WHAT YOU ARE ASKED TO DO: Go line by line through the records below. Copy whichever lines contain the string "names".

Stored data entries
------------------------------------------------------------

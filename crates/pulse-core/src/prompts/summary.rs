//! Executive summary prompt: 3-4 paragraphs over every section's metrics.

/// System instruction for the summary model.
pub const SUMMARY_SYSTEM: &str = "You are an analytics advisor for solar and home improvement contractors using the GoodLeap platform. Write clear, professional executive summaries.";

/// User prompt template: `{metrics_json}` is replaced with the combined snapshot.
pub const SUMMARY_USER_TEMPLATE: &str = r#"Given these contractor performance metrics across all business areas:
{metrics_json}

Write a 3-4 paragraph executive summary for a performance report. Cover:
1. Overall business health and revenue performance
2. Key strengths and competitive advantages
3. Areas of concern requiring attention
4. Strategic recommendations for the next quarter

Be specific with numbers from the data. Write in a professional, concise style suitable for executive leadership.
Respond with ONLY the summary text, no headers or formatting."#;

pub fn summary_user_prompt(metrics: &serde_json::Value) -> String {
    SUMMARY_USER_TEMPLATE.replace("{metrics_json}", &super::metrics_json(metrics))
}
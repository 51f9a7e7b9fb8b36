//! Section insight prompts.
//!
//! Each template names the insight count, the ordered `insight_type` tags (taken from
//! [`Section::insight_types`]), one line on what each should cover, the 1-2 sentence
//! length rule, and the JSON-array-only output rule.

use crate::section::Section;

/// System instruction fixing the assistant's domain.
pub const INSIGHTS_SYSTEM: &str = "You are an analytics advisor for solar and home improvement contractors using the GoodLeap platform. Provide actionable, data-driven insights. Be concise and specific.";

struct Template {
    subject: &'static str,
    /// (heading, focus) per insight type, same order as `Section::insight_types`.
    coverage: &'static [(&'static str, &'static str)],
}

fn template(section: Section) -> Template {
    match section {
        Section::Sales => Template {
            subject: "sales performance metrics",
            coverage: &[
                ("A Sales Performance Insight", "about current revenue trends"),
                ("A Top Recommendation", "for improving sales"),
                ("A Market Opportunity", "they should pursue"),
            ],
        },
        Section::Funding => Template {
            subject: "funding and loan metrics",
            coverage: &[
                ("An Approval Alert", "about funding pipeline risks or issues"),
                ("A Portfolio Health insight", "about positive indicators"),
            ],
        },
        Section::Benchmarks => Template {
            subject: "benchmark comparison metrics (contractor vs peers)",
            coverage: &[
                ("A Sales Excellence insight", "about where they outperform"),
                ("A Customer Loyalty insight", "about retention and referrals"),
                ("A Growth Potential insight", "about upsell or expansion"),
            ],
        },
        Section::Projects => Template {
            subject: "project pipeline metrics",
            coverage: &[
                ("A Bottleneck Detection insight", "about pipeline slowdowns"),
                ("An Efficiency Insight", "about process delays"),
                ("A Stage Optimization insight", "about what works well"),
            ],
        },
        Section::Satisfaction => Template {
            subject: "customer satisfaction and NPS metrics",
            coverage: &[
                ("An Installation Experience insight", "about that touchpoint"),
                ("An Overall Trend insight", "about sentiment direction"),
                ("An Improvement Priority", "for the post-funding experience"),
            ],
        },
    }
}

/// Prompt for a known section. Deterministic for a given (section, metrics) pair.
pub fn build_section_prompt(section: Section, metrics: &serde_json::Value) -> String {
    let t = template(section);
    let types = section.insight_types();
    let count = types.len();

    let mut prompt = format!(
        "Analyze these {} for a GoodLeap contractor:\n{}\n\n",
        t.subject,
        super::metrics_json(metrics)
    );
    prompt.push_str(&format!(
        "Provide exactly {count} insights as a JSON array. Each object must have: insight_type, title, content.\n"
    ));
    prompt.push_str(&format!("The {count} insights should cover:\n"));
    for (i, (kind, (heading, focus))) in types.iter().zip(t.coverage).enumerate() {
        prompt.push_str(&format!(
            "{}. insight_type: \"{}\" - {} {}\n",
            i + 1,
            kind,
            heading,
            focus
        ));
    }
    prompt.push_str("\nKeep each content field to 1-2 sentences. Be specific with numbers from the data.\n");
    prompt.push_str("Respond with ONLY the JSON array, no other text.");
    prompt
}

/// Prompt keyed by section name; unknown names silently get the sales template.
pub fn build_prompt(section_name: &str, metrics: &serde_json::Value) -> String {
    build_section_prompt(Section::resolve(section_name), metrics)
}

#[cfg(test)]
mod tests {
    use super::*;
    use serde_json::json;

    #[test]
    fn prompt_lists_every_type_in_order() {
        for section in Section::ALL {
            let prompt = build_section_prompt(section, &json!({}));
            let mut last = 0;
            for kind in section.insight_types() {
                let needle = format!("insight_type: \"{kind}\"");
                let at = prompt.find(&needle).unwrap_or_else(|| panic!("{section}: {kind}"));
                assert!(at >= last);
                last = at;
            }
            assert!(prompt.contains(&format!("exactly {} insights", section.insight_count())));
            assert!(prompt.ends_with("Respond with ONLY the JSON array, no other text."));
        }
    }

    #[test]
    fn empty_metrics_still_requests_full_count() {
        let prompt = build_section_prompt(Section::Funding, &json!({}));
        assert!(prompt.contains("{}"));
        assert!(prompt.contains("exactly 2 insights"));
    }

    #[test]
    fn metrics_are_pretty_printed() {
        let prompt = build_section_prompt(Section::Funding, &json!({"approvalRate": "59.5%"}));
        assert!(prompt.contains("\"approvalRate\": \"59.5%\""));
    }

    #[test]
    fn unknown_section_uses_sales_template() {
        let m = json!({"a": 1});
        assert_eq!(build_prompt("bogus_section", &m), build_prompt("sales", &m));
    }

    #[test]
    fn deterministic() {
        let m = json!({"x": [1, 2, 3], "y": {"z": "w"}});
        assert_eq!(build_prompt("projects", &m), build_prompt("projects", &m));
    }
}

------------------------------------------------------------

OUTPUT:
//! Each template names the insight count, the ordered `insight_type` tags (taken from
/// Prompt keyed by section name; unknown names silently get the sales template.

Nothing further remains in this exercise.